Btw. some days before I opened also a ticket related to a problem with CloudManager during this upgrade: https://support.mongodb.com/case/00663258

I point this out because I described there what we were doing: Replacing hardware and at the same time upgrading from 3.6 to v4.0. Since the newly added hardware is much more powerful, we removed 5 of the 9 shards. The remaining 4 shards are running on our new hardware. The last shard running on old harware (shard 5) has been removed just a few hours ago.

I write this because you may see in the logs more load than usual because of the shard draining process. At least we noticed quite more slow operations during the draining phase. Now it's over and all metrics look fine.
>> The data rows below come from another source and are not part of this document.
//! Mapping records, translated address entries and the platform data type tags.
//!
//! ```text
//! mapping file line          record          address table entry
//! 1,WORD,10,DEV1,INWORD,...  ─→ DevMemInfo  ─→ DevCommAddrInfo
//! M1,V1,WORD,D100,2,...      ─→ PlcMemInfo  ─→ PlcCommAddrInfo
//! ```

use serde::{Deserialize, Serialize};
use std::fmt;
use std::str::FromStr;

/// Number of columns in a device mapping line.
pub const DEV_MEM_FIELDS: usize = 7;

/// Number of columns in a PLC mapping line.
pub const PLC_MEM_FIELDS: usize = 8;

/// One line of a device mapping file.
#[derive(Debug, Clone, PartialEq, Eq, Serialize, Deserialize)]
pub struct DevMemInfo {
    /// Platform memory ID
    pub mem_id: String,
    /// Platform memory block mirroring the device memory
    pub mem_block: String,
    /// Data address inside the platform memory block
    pub data_address: String,
    pub dev_id: String,
    pub dev_mem_type: String,
    /// Address in the device's own memory
    pub dev_target_addr: String,
    pub description: String,
}

impl DevMemInfo {
    /// Build a record from the columns of one line, in file order.
    pub fn from_fields(fields: Vec<String>) -> Option<Self> {
        let [mem_id, mem_block, data_address, dev_id, dev_mem_type, dev_target_addr, description]: [String; DEV_MEM_FIELDS] =
            fields.try_into().ok()?;
        Some(Self {
            mem_id,
            mem_block,
            data_address,
            dev_id,
            dev_mem_type,
            dev_target_addr,
            description,
        })
    }
}

/// One line of an NC internal PLC mapping file.
#[derive(Debug, Clone, PartialEq, Eq, Serialize, Deserialize)]
pub struct PlcMemInfo {
    pub machine_id: String,
    /// NC/PLC vendor code
    pub vendor_code: String,
    pub data_type: String,
    /// Data address in the PLC
    pub plc_target_addr: String,
    /// Platform memory ID
    pub mem_id: String,
    pub mem_block_type: String,
    /// Data address inside the platform memory block
    pub data_address: String,
    pub description: String,
}

impl PlcMemInfo {
    /// Build a record from the columns of one line, in file order.
    pub fn from_fields(fields: Vec<String>) -> Option<Self> {
        let [machine_id, vendor_code, data_type, plc_target_addr, mem_id, mem_block_type, data_address, description]: [String; PLC_MEM_FIELDS] =
            fields.try_into().ok()?;
        Some(Self {
            machine_id,
            vendor_code,
            data_type,
            plc_target_addr,
            mem_id,
            mem_block_type,
            data_address,
            description,
        })
    }
}

/// Translated device address returned by a device swap.
#[derive(Debug, Clone, PartialEq, Eq, Serialize, Deserialize)]
pub struct DevCommAddrInfo {
    pub dev_id: String,
    pub mem_type: String,
    pub target_addr: String,
    pub desc: String,
}

impl From<&DevMemInfo> for DevCommAddrInfo {
    fn from(record: &DevMemInfo) -> Self {
        Self {
            dev_id: record.dev_id.clone(),
            mem_type: record.dev_mem_type.clone(),
            target_addr: record.dev_target_addr.clone(),
            desc: record.description.clone(),
        }
    }
}

/// Translated PLC address returned by a PLC swap.
#[derive(Debug, Clone, PartialEq, Eq, Serialize, Deserialize)]
pub struct PlcCommAddrInfo {
    pub mem_id: String,
    pub mem_blk_type: String,
    pub plc_data_addr: String,
    pub machine_id: String,
    pub vendor_code: String,
    pub target_data_type: String,
    pub plc_target_addr: String,
    /// Copied from the target address; ranges are not expanded here.
    pub plc_target_end_addr: String,
    pub desc: String,
}

impl From<&PlcMemInfo> for PlcCommAddrInfo {
    fn from(record: &PlcMemInfo) -> Self {
        Self {
            mem_id: record.mem_id.clone(),
            mem_blk_type: record.mem_block_type.clone(),
            plc_data_addr: record.data_address.clone(),
            machine_id: record.machine_id.clone(),
            vendor_code: record.vendor_code.clone(),
            target_data_type: record.data_type.clone(),
            plc_target_addr: record.plc_target_addr.clone(),
            plc_target_end_addr: record.plc_target_addr.clone(),
            desc: record.description.clone(),
        }
    }
}

/// Named numeric criterion narrowing a swap, e.g. `machine=1`.
#[derive(Debug, Clone, PartialEq, Eq, Hash, Serialize, Deserialize)]
pub struct DevCommFilterInfo {
    pub filter_name: String,
    pub filter_value: i32,
}

impl DevCommFilterInfo {
    pub fn new(name: impl Into<String>, value: i32) -> Self {
        Self {
            filter_name: name.into(),
            filter_value: value,
        }
    }
}

/// Width/sign tags of platform memory blocks.
///
/// The `In*` variants are the signed ("in") forms. Discriminants match the
/// numeric codes used by platform callers.
#[derive(Debug, Clone, Copy, PartialEq, Eq, Hash, Serialize, Deserialize)]
#[repr(u8)]
pub enum DataType {
    InBitBlock = 1,
    BitBlock = 2,
    InByteBlock = 3,
    ByteBlock = 4,
    InWordBlock = 5,
    WordBlock = 6,
    InDwordBlock = 7,
    DwordBlock = 8,
    InQwordBlock = 9,
    QwordBlock = 10,
}

impl DataType {
    pub const ALL: [DataType; 10] = [
        Self::InBitBlock,
        Self::BitBlock,
        Self::InByteBlock,
        Self::ByteBlock,
        Self::InWordBlock,
        Self::WordBlock,
        Self::InDwordBlock,
        Self::DwordBlock,
        Self::InQwordBlock,
        Self::QwordBlock,
    ];

    /// Numeric platform code (1..=10).
    pub fn code(self) -> u8 {
        self as u8
    }

    pub fn from_code(code: u8) -> Option<Self> {
        Self::ALL.iter().copied().find(|t| t.code() == code)
    }

    /// Width of one element in bits.
    pub fn bit_width(self) -> u32 {
        match self {
            Self::InBitBlock | Self::BitBlock => 1,
            Self::InByteBlock | Self::ByteBlock => 8,
            Self::InWordBlock | Self::WordBlock => 16,
            Self::InDwordBlock | Self::DwordBlock => 32,
            Self::InQwordBlock | Self::QwordBlock => 64,
        }
    }

    pub fn is_signed(self) -> bool {
        matches!(
            self,
            Self::InBitBlock
                | Self::InByteBlock
                | Self::InWordBlock
                | Self::InDwordBlock
                | Self::InQwordBlock
        )
    }

    /// Canonical tag as written in mapping files.
    pub fn as_str(self) -> &'static str {
        match self {
            Self::InBitBlock => "INBITBLOCK",
            Self::BitBlock => "BITBLOCK",
            Self::InByteBlock => "INBYTEBLOCK",
            Self::ByteBlock => "BYTEBLOCK",
            Self::InWordBlock => "INWORDBLOCK",
            Self::WordBlock => "WORDBLOCK",
            Self::InDwordBlock => "INDWORDBLOCK",
            Self::DwordBlock => "DWORDBLOCK",
            Self::InQwordBlock => "INQWORDBLOCK",
            Self::QwordBlock => "QWORDBLOCK",
        }
    }
}

impl fmt::Display for DataType {
    fn fmt(&self, f: &mut fmt::Formatter<'_>) -> fmt::Result {
        f.write_str(self.as_str())
    }
}

impl FromStr for DataType {
    type Err = String;

    /// Accepts `INWORDBLOCK`, `InWord`, `word`, or the numeric code.
    fn from_str(s: &str) -> Result<Self, Self::Err> {
        let upper = s.trim().to_ascii_uppercase();
        if let Ok(code) = upper.parse::<u8>() {
            return Self::from_code(code).ok_or_else(|| format!("unknown data type code: {}", code));
        }
        let base = upper.strip_suffix("BLOCK").unwrap_or(&upper);
        Self::ALL
            .iter()
            .copied()
            .find(|t| t.as_str().strip_suffix("BLOCK") == Some(base))
            .ok_or_else(|| format!("unknown data type: {}", s))
    }
}
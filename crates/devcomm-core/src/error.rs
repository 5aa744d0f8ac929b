//! Error types for the devcomm crate.

use std::fmt;
use std::path::PathBuf;
use thiserror::Error;

/// Result type for devcomm operations.
pub type Result<T> = std::result::Result<T, Error>;

/// Which address table a request targets.
#[derive(Debug, Clone, Copy, PartialEq, Eq, Hash, serde::Serialize, serde::Deserialize)]
#[serde(rename_all = "lowercase")]
pub enum CommKind {
    /// External fieldbus device communication.
    Device,
    /// NC internal PLC communication.
    Plc,
}

impl fmt::Display for CommKind {
    fn fmt(&self, f: &mut fmt::Formatter<'_>) -> fmt::Result {
        match self {
            CommKind::Device => write!(f, "device"),
            CommKind::Plc => write!(f, "plc"),
        }
    }
}

/// devcomm error types.
#[derive(Debug, Error)]
pub enum Error {
    /// Mapping file does not exist.
    #[error("Mapping file not found: {}", .0.display())]
    FileNotFound(PathBuf),

    /// Mapping file exists but could not be read.
    #[error("IO error reading {}: {source}", path.display())]
    Io {
        path: PathBuf,
        #[source]
        source: std::io::Error,
    },

    /// A mapping line that does not fit the record schema.
    #[error("Malformed record at line {line}: {reason}")]
    MalformedRecord { line: usize, reason: String },

    /// Resolution attempted while the communication flag is off.
    #[error("{0} communication is disabled")]
    FeatureDisabled(CommKind),

    /// No mapping for the requested key.
    #[error("No address mapping for key: {0}")]
    NotFound(String),

    /// Path or filter longer than the configured maximum.
    #[error("{what} length {len} exceeds maximum of {max}")]
    LengthExceeded {
        what: &'static str,
        len: usize,
        max: usize,
    },

    /// Filter expression could not be interpreted.
    #[error("Invalid filter: {0}")]
    InvalidFilter(String),

    /// Configuration error.
    #[error("Configuration error: {0}")]
    Config(String),
}

impl Error {
    /// Build the error for a failed read of `path`, separating a missing file
    /// from other IO failures.
    pub fn from_io(path: impl Into<PathBuf>, source: std::io::Error) -> Self {
        let path = path.into();
        if source.kind() == std::io::ErrorKind::NotFound {
            Error::FileNotFound(path)
        } else {
            Error::Io { path, source }
        }
    }
}

impl From<toml::de::Error> for Error {
    fn from(e: toml::de::Error) -> Self {
        Error::Config(format!("TOML error: {}", e))
    }
}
To your question why we have  enableMajorityReadConcern:false 

We try to keep latency short. We don't worry if we don't get every time the most actual data. Also, besides PSS we also have PSA and even PSSAA replSets running, so we ruled out enableMajorityReadConcern:false everywhere.

 

 

Comment by Dmitry Agranat [ 11/Jun/20 ]

Hi kay.agahd@idealo.de, thank you for providing the requested information. I can see the issue you are describing. For some reason, in 4.0.18 you are reading most of the data from disk while in 3.6.18 you are reading most of the data from the WT cache. This usually happens when the workload is shifting to a different part of the dataset that is not in FS/WT cache or when there is a significant change in QueryPlan / optimizer. This explains the difference in i/o utilization but does not explain the read source change.
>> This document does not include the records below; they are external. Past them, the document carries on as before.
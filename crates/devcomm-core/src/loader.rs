//! Mapping file loader.
//!
//! Reads device and PLC mapping files line by line into typed records.
//! A file is read completely before any record is produced, so an IO failure
//! never leaves a partial result behind. Malformed lines are skipped and
//! reported in the [`LoadReport`], they do not abort the load.

use serde::{Deserialize, Serialize};
use std::fs;
use std::path::{Path, PathBuf};
use tracing::{debug, info, warn};

use crate::bounded::BoundedString;
use crate::config::DevCommConfig;
use crate::error::{CommKind, Error, Result};
use crate::model::{DevMemInfo, PlcMemInfo, DEV_MEM_FIELDS, PLC_MEM_FIELDS};
use crate::parser::{classify_line, split, split_record, LineKind};
use crate::util::is_only_number;

/// A line that was not turned into a record.
#[derive(Debug, Clone, PartialEq, Eq, Serialize, Deserialize)]
pub struct SkippedLine {
    /// 1-based line number.
    pub line: usize,
    pub reason: String,
}

/// Outcome of loading one file for one record kind.
#[derive(Debug, Clone, PartialEq, Eq)]
pub struct LoadReport<T> {
    pub path: PathBuf,
    /// Records in file order.
    pub records: Vec<T>,
    pub skipped: Vec<SkippedLine>,
}

impl<T> LoadReport<T> {
    fn new(path: &Path) -> Self {
        Self {
            path: path.to_path_buf(),
            records: Vec::new(),
            skipped: Vec::new(),
        }
    }

    pub fn loaded(&self) -> usize {
        self.records.len()
    }

    pub fn skipped_count(&self) -> usize {
        self.skipped.len()
    }

    fn skip(&mut self, err: Error) {
        let (line, reason) = match err {
            Error::MalformedRecord { line, reason } => (line, reason),
            other => (0, other.to_string()),
        };
        warn!(
            category = "devcomm",
            path = %self.path.display(),
            line,
            reason = %reason,
            "Skipping mapping line"
        );
        self.skipped.push(SkippedLine { line, reason });
    }
}

/// Outcome of loading a combined mapping file.
#[derive(Debug, Clone, PartialEq, Eq)]
pub struct MemMapReport {
    pub device: LoadReport<DevMemInfo>,
    pub plc: LoadReport<PlcMemInfo>,
    /// Lines that could not be assigned to either schema.
    pub skipped: Vec<SkippedLine>,
    /// The file addressed the device schema (forced mode, a device section
    /// or a device-shaped line), even if no record survived.
    pub saw_device: bool,
    pub saw_plc: bool,
}

impl MemMapReport {
    pub fn loaded(&self) -> usize {
        self.device.loaded() + self.plc.loaded()
    }

    pub fn skipped_count(&self) -> usize {
        self.skipped.len() + self.device.skipped_count() + self.plc.skipped_count()
    }
}

/// How [`load_mem_mapping_file`] interprets a file.
#[derive(Debug, Clone, Copy, PartialEq, Eq, Default, Serialize, Deserialize)]
#[serde(rename_all = "lowercase")]
pub enum LoadMode {
    /// Every record line is a device mapping.
    Device,
    /// Every record line is a PLC mapping.
    Plc,
    /// `[DEVICE]` / `[PLC]` sections choose the schema; lines before any
    /// section are classified by their field count.
    #[default]
    Auto,
}

/// A record that can be parsed from one mapping line.
pub trait FromMappingLine: Sized {
    const KIND: CommKind;
    const FIELDS: usize;

    /// Parse cleaned fields. `line` is only used for error reporting.
    fn from_mapping_fields(fields: Vec<String>, line: usize) -> Result<Self>;

    /// Split and parse a raw line.
    fn parse_line(raw: &str, delimiter: char, line: usize) -> Result<Self> {
        let fields = split_record(raw, delimiter, Self::FIELDS)
            .map_err(|reason| Error::MalformedRecord { line, reason })?;
        Self::from_mapping_fields(fields, line)
    }
}

fn require_present(value: &str, name: &str, line: usize) -> Result<()> {
    if value.is_empty() {
        return Err(Error::MalformedRecord {
            line,
            reason: format!("{} is empty", name),
        });
    }
    Ok(())
}

fn require_number(value: &str, name: &str, line: usize) -> Result<()> {
    if !is_only_number(value) {
        return Err(Error::MalformedRecord {
            line,
            reason: format!("{} is not numeric: {:?}", name, value),
        });
    }
    Ok(())
}

impl FromMappingLine for DevMemInfo {
    const KIND: CommKind = CommKind::Device;
    const FIELDS: usize = DEV_MEM_FIELDS;

    fn from_mapping_fields(fields: Vec<String>, line: usize) -> Result<Self> {
        let record = DevMemInfo::from_fields(fields).ok_or_else(|| Error::MalformedRecord {
            line,
            reason: format!("expected {} fields", DEV_MEM_FIELDS),
        })?;
        require_present(&record.dev_id, "device ID", line)?;
        require_present(&record.dev_mem_type, "device memory type", line)?;
        require_number(&record.data_address, "platform data address", line)?;
        Ok(record)
    }
}

impl FromMappingLine for PlcMemInfo {
    const KIND: CommKind = CommKind::Plc;
    const FIELDS: usize = PLC_MEM_FIELDS;

    fn from_mapping_fields(fields: Vec<String>, line: usize) -> Result<Self> {
        let record = PlcMemInfo::from_fields(fields).ok_or_else(|| Error::MalformedRecord {
            line,
            reason: format!("expected {} fields", PLC_MEM_FIELDS),
        })?;
        require_present(&record.machine_id, "machine ID", line)?;
        require_present(&record.vendor_code, "vendor code", line)?;
        require_present(&record.data_type, "data type", line)?;
        require_number(&record.data_address, "platform data address", line)?;
        Ok(record)
    }
}

/// One line of a mapping file, or the reason it could not be decoded.
type RawLine = std::result::Result<String, String>;

/// Read every line of `path`. Missing files map to [`Error::FileNotFound`].
///
/// Only IO failures abort; a line that is not valid UTF-8 comes back as
/// `Err` so the caller can skip it.
fn read_lines(path: &Path) -> Result<Vec<RawLine>> {
    BoundedString::from_path(path)?;
    let bytes = fs::read(path).map_err(|e| Error::from_io(path, e))?;
    let mut lines: Vec<RawLine> = bytes
        .split(|b| *b == b'\n')
        .map(|line| {
            let line = line.strip_suffix(b"\r".as_slice()).unwrap_or(line);
            std::str::from_utf8(line)
                .map(str::to_string)
                .map_err(|e| format!("line is not valid UTF-8: {}", e))
        })
        .collect();
    // a final newline does not start another line
    if matches!(lines.last(), Some(Ok(last)) if last.is_empty()) {
        lines.pop();
    }
    Ok(lines)
}

fn load_records<T: FromMappingLine>(path: &Path, config: &DevCommConfig) -> Result<LoadReport<T>> {
    let lines = read_lines(path)?;
    let mut report = LoadReport::new(path);

    for (idx, raw) in lines.iter().enumerate() {
        let line_no = idx + 1;
        let raw = match raw {
            Ok(raw) => raw,
            Err(reason) => {
                report.skip(Error::MalformedRecord {
                    line: line_no,
                    reason: reason.clone(),
                });
                continue;
            }
        };
        match classify_line(raw, config.comment_markers.as_slice()) {
            LineKind::Blank | LineKind::Comment => {}
            LineKind::Section(name) => report.skip(Error::MalformedRecord {
                line: line_no,
                reason: format!("unexpected section header [{}] in {} mapping file", name, T::KIND),
            }),
            LineKind::Record(text) => match T::parse_line(text, config.field_delimiter, line_no) {
                Ok(record) => report.records.push(record),
                Err(e) => report.skip(e),
            },
        }
    }

    info!(
        category = "devcomm",
        kind = %T::KIND,
        path = %path.display(),
        loaded = report.loaded(),
        skipped = report.skipped_count(),
        "Loaded mapping file"
    );
    Ok(report)
}

/// Load a device mapping file.
pub fn load_device_mapping_file(
    path: impl AsRef<Path>,
    config: &DevCommConfig,
) -> Result<LoadReport<DevMemInfo>> {
    load_records(path.as_ref(), config)
}

/// Load an NC internal PLC mapping file.
pub fn load_plc_mapping_file(
    path: impl AsRef<Path>,
    config: &DevCommConfig,
) -> Result<LoadReport<PlcMemInfo>> {
    load_records(path.as_ref(), config)
}

#[derive(Debug, Clone, Copy, PartialEq, Eq)]
enum Section {
    Unassigned,
    Known(CommKind),
    Unknown,
}

fn section_kind(name: &str) -> Option<CommKind> {
    match name.to_ascii_uppercase().as_str() {
        "DEVICE" | "DEV" | "FIELDBUS" => Some(CommKind::Device),
        "PLC" | "NCPLC" => Some(CommKind::Plc),
        _ => None,
    }
}

/// Load a mapping file holding device records, PLC records, or both.
pub fn load_mem_mapping_file(
    path: impl AsRef<Path>,
    mode: LoadMode,
    config: &DevCommConfig,
) -> Result<MemMapReport> {
    let path = path.as_ref();
    match mode {
        LoadMode::Device => Ok(MemMapReport {
            device: load_device_mapping_file(path, config)?,
            plc: LoadReport::new(path),
            skipped: Vec::new(),
            saw_device: true,
            saw_plc: false,
        }),
        LoadMode::Plc => Ok(MemMapReport {
            device: LoadReport::new(path),
            plc: load_plc_mapping_file(path, config)?,
            skipped: Vec::new(),
            saw_device: false,
            saw_plc: true,
        }),
        LoadMode::Auto => load_combined(path, config),
    }
}

fn load_combined(path: &Path, config: &DevCommConfig) -> Result<MemMapReport> {
    let lines = read_lines(path)?;
    let mut device = LoadReport::new(path);
    let mut plc = LoadReport::new(path);
    let mut unassigned: LoadReport<()> = LoadReport::new(path);
    let mut section = Section::Unassigned;
    let mut saw_device = false;
    let mut saw_plc = false;
    let mut mark_seen = |kind: CommKind| match kind {
        CommKind::Device => saw_device = true,
        CommKind::Plc => saw_plc = true,
    };

    for (idx, raw) in lines.iter().enumerate() {
        let line_no = idx + 1;
        let raw = match raw {
            Ok(raw) => raw,
            Err(reason) => {
                let err = Error::MalformedRecord {
                    line: line_no,
                    reason: reason.clone(),
                };
                match section {
                    Section::Known(CommKind::Device) => device.skip(err),
                    Section::Known(CommKind::Plc) => plc.skip(err),
                    _ => unassigned.skip(err),
                }
                continue;
            }
        };
        let text = match classify_line(raw, config.comment_markers.as_slice()) {
            LineKind::Blank | LineKind::Comment => continue,
            LineKind::Section(name) => {
                section = match section_kind(name) {
                    Some(kind) => {
                        mark_seen(kind);
                        Section::Known(kind)
                    }
                    None => {
                        unassigned.skip(Error::MalformedRecord {
                            line: line_no,
                            reason: format!("unknown section [{}]", name),
                        });
                        Section::Unknown
                    }
                };
                debug!(category = "devcomm", line = line_no, section = ?section, "Mapping section");
                continue;
            }
            LineKind::Record(text) => text,
        };

        let kind = match section {
            Section::Known(kind) => kind,
            Section::Unknown => {
                unassigned.skip(Error::MalformedRecord {
                    line: line_no,
                    reason: "record inside unknown section".to_string(),
                });
                continue;
            }
            Section::Unassigned => match split(text, config.field_delimiter).len() {
                DEV_MEM_FIELDS => {
                    mark_seen(CommKind::Device);
                    CommKind::Device
                }
                PLC_MEM_FIELDS => {
                    mark_seen(CommKind::Plc);
                    CommKind::Plc
                }
                n => {
                    unassigned.skip(Error::MalformedRecord {
                        line: line_no,
                        reason: format!(
                            "cannot infer record kind from {} fields (device {}, plc {})",
                            n, DEV_MEM_FIELDS, PLC_MEM_FIELDS
                        ),
                    });
                    continue;
                }
            },
        };

        match kind {
            CommKind::Device => match DevMemInfo::parse_line(text, config.field_delimiter, line_no) {
                Ok(record) => device.records.push(record),
                Err(e) => device.skip(e),
            },
            CommKind::Plc => match PlcMemInfo::parse_line(text, config.field_delimiter, line_no) {
                Ok(record) => plc.records.push(record),
                Err(e) => plc.skip(e),
            },
        }
    }

    let report = MemMapReport {
        device,
        plc,
        skipped: unassigned.skipped,
        saw_device,
        saw_plc,
    };
    info!(
        category = "devcomm",
        path = %path.display(),
        device = report.device.loaded(),
        plc = report.plc.loaded(),
        skipped = report.skipped_count(),
        "Loaded combined mapping file"
    );
    Ok(report)
}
Before A is 4.0.18, after A is 3.6.18.
This strongly indicates that the workload must have shifted to a different part of the dataset that is not in WT/FS cache and from this point, we are reading mainly from disk.

Since the uploaded data does not cover the time when the cluster was running on 3.6.18 before the upgrade to 4.0.18 (we do have a couple of hours of 3.6.18 run after the downgrade from 4.0.18 but it's too short for the comparison I'd like to investigate), is it possible to upload just the diagnostic.data only from mongo-offerstore-de01-02? This will give us a larger comparison window between 3.6.18 and 4.0.18.

In addition, is there a reason you have enableMajorityReadConcern:false?

Thanks,
Dima

Comment by Kay Agahd [ 10/Jun/20 ]

Hi Dima,

I've uploaded the requested files for shard1 and shard2. Shard1 ist the primary shard (we have running only 1 database on this cluster).

Thanks!

Comment by Dmitry Agranat [ 10/Jun/20 ]

Hi kay.agahd@idealo.de, thank you for the report.

Would you please archive (tar or zip) the mongod.log files and the $dbpath/diagnostic.data directory (the contents are described here) from one of the servers in question and upload them to this support uploader location?

Files uploaded to this portal are visible only to MongoDB employees and are routinely deleted after some time.

Thanks,
Dima

Comment by Kay Agahd [ 10/Jun/20 ]

Since the metrics looked so bad, we downgraded all routers and shards to mongodb v3.6.18. This immediately reduced the IO load. All other metrics now look much better than with v4.0.18 (see screenshot of the primary of the first shard). I intentionally chose the same servers as the primary after the downgrade as before the upgrade, so that we can compare the metrics in the dashboards more easily. The downgrade took place between just after 12:00 (Germany) until now.

Comment by Kay Agahd [ 10/Jun/20 ]

The above description was probably defaced by the upload of the picture. Since I can't edit it, I post it here again:

We upgraded our sharded cluster from mongo 3.6 to 4.0.18 on Linux Stretch. Since then, IO utilization is almost always at 100%! Almost all monitored metrics look worse than before the upgrade. I'll attach a screenshot where you can see that IO utilization went up to almost constant 100% at around 0:00 o'clock when we upgraded the shard to mongodb 4.0.18 

We did not yet set FCV to 4.0 to allow our deployment to run without enabling these features for a burn-in period to ensure the likelihood of downgrade is minimal - as suggested in mongodb's documentation.

Any help is greatly appreciated because this issue becomes critical!